To overcome the severe economic crisis, Malaysian government rolled out stimulus packages worth RM295 billion (US$69.2 billion) in total, out of which RM45 billion is direct fiscal injection from the government. However, analysts believe once the economic activities resume, disruptions in the supply and demand chains will lessen and the economy will recover as early as he second half of 2020.

Lau Zheng Zhou, research manager of the Institute for Democracy and Economic Affairs (IDEAS), said, “Malaysia has done remarkably well in flattening the COVID-19 curve, thus putting the economy in a stronger footing to recover.”

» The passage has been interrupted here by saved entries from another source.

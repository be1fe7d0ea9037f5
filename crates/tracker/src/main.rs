//! # Tracker CLI
//!
//! Drives a verification attempt from the terminal: replay recorded input,
//! simulate a bot, or compute features offline.

use std::path::PathBuf;
use std::process::ExitCode;

use anyhow::{Context, Result};
use clap::{Parser, Subcommand};
use tracing::info;
use tracing_subscriber::{EnvFilter, fmt, prelude::*};

use agni_common::{FeatureRecord, IntakePayload};
use tracker::config::{ConfigOverrides, TrackerConfig};
use tracker::{
    Clock, ConsolePresenter, Controller, HttpVerifier, ManualClock, ReplayScript, Session,
    SystemClock,
};

/// Agni Tracker - behavioral human/bot verification client
#[derive(Parser, Debug)]
#[command(name = "tracker")]
#[command(author, version, about, long_about = None)]
struct Args {
    /// Configuration file path
    #[arg(short, long, default_value = "config/tracker.toml")]
    config: String,

    /// Verification intake URL (overrides config)
    #[arg(long, env = "AGNI_INTAKE_URL")]
    intake_url: Option<String>,

    /// Classifier URL (overrides config)
    #[arg(long, env = "AGNI_PREDICT_URL")]
    predict_url: Option<String>,

    /// Per-request timeout in seconds (overrides config)
    #[arg(long, env = "AGNI_REQUEST_TIMEOUT_SECS")]
    timeout_secs: Option<u64>,

    /// Log level (trace, debug, info, warn, error)
    #[arg(long, default_value = "warn", env = "LOG_LEVEL")]
    log_level: String,

    /// Enable JSON logging output
    #[arg(long, default_value = "false")]
    json_logs: bool,

    #[command(subcommand)]
    command: Command,
}

#[derive(Subcommand, Debug)]
enum Command {
    /// Draw a prompt and attempt token
    Prompt,

    /// Replay a recorded input script into a fresh attempt and submit it
    Replay {
        /// JSON script of timed key/pointer events
        script: PathBuf,

        /// Use virtual time instead of waiting out the recorded gaps
        #[arg(long)]
        instant: bool,
    },

    /// Fill an attempt with simulated bot input and submit it
    SimulateBot {
        /// Print the payload and features instead of submitting
        #[arg(long)]
        dry_run: bool,
    },

    /// Compute the feature record for a recorded intake payload
    Features {
        /// JSON file holding one intake payload
        payload: PathBuf,
    },
}

type ConsoleController<C> =
    Controller<HttpVerifier, HttpVerifier, ConsolePresenter<std::io::Stdout>, C>;

#[tokio::main]
async fn main() -> Result<ExitCode> {
    let args = Args::parse();

    init_logging(&args.log_level, args.json_logs)?;

    if let Ok(path) = dotenvy::dotenv() {
        info!(path = %path.display(), "Loaded environment file");
    }

    let overrides = ConfigOverrides {
        intake_url: args.intake_url.clone(),
        predict_url: args.predict_url.clone(),
        request_timeout_secs: args.timeout_secs,
    };
    let config = TrackerConfig::load(&args.config, &overrides)?;

    match args.command {
        Command::Prompt => {
            let session = Session::with_clock(SystemClock, config.prompts.clone());
            println!("{}", session.prompt());
            println!("token: {}", session.token());
            Ok(ExitCode::SUCCESS)
        }
        Command::Replay { script, instant } => {
            let script = ReplayScript::load(&script)?;
            replay(&config, &script, instant).await
        }
        Command::SimulateBot { dry_run } => simulate(&config, dry_run).await,
        Command::Features { payload } => {
            let raw = std::fs::read_to_string(&payload)
                .with_context(|| format!("Failed to read {}", payload.display()))?;
            let payload: IntakePayload =
                serde_json::from_str(&raw).context("Failed to parse intake payload")?;
            let record = FeatureRecord::from_payload(&payload);
            println!("{}", serde_json::to_string_pretty(&record)?);
            Ok(ExitCode::SUCCESS)
        }
    }
}

async fn replay(config: &TrackerConfig, script: &ReplayScript, instant: bool) -> Result<ExitCode> {
    let verifier = HttpVerifier::from_config(config)?;

    if instant {
        let clock = ManualClock::new();
        let session = Session::with_clock(clock.clone(), config.prompts.clone());
        let mut ctl = Controller::new(
            session,
            verifier.clone(),
            verifier,
            ConsolePresenter::stdout(),
        );
        announce(ctl.session());

        let sub = ctl.session().subscribe();
        let delivered = script.play_instant(ctl.session_mut(), &sub, &clock);
        info!(delivered, "Replayed input on virtual time");

        Ok(finish(&mut ctl).await)
    } else {
        let session = Session::with_clock(SystemClock, config.prompts.clone());
        let mut ctl = Controller::new(
            session,
            verifier.clone(),
            verifier,
            ConsolePresenter::stdout(),
        );
        announce(ctl.session());

        let sub = ctl.session().subscribe();
        let delivered = script.play_realtime(ctl.session_mut(), &sub).await;
        info!(delivered, "Replayed input in real time");

        Ok(finish(&mut ctl).await)
    }
}

async fn simulate(config: &TrackerConfig, dry_run: bool) -> Result<ExitCode> {
    let verifier = HttpVerifier::from_config(config)?;
    let session = Session::with_clock(SystemClock, config.prompts.clone());
    let mut ctl = Controller::new(
        session,
        verifier.clone(),
        verifier,
        ConsolePresenter::stdout(),
    );
    announce(ctl.session());
    ctl.simulate_bot();

    if dry_run {
        let snapshot = ctl.session().snapshot();
        println!("{}", serde_json::to_string_pretty(&snapshot.intake_payload())?);
        println!("{}", serde_json::to_string_pretty(&snapshot.features())?);
        return Ok(ExitCode::SUCCESS);
    }

    Ok(finish(&mut ctl).await)
}

fn announce<C: Clock>(session: &Session<C>) {
    println!("{}", session.prompt());
    info!(token = %session.token(), "Attempt started");
}

/// Submit and map the outcome to a process exit code
async fn finish<C: Clock>(ctl: &mut ConsoleController<C>) -> ExitCode {
    match ctl.submit().await {
        Ok(_) => ExitCode::SUCCESS,
        Err(err) => {
            info!(error = %err, retryable = err.is_retryable(), "Attempt not verified");
            ExitCode::FAILURE
        }
    }
}

/// Initialize structured logging with tracing
fn init_logging(level: &str, json: bool) -> Result<()> {
    let filter = EnvFilter::try_from_default_env().unwrap_or_else(|_| EnvFilter::new(level));

    if json {
        tracing_subscriber::registry()
            .with(filter)
            .with(fmt::layer().json().with_writer(std::io::stderr))
            .init();
    } else {
        tracing_subscriber::registry()
            .with(filter)
            .with(fmt::layer().with_target(true).with_writer(std::io::stderr))
            .init();
    }

    Ok(())
}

The direct fiscal injection of RM45 billion by the government includes wage subsidies for small- and medium-size enterprises (SMEs), cash aid, small-scale infrastructure spending, grants, and others. Tax relief or deferment measures worth RM8 billion have also been provided.

Considering the gravity of the economic crisis, employee retention and reduction in layoffs have become the Malaysian government’s priority. Thus, an extra boost of RM5 billion for the wage subsidy programme has been allocated.

As Malaysia reopens its economy and other countries also ease down the restrictions, the World Bank, on Tuesday, predicted that Malaysian economy will improve by the early end of the year and return to growth by 2021.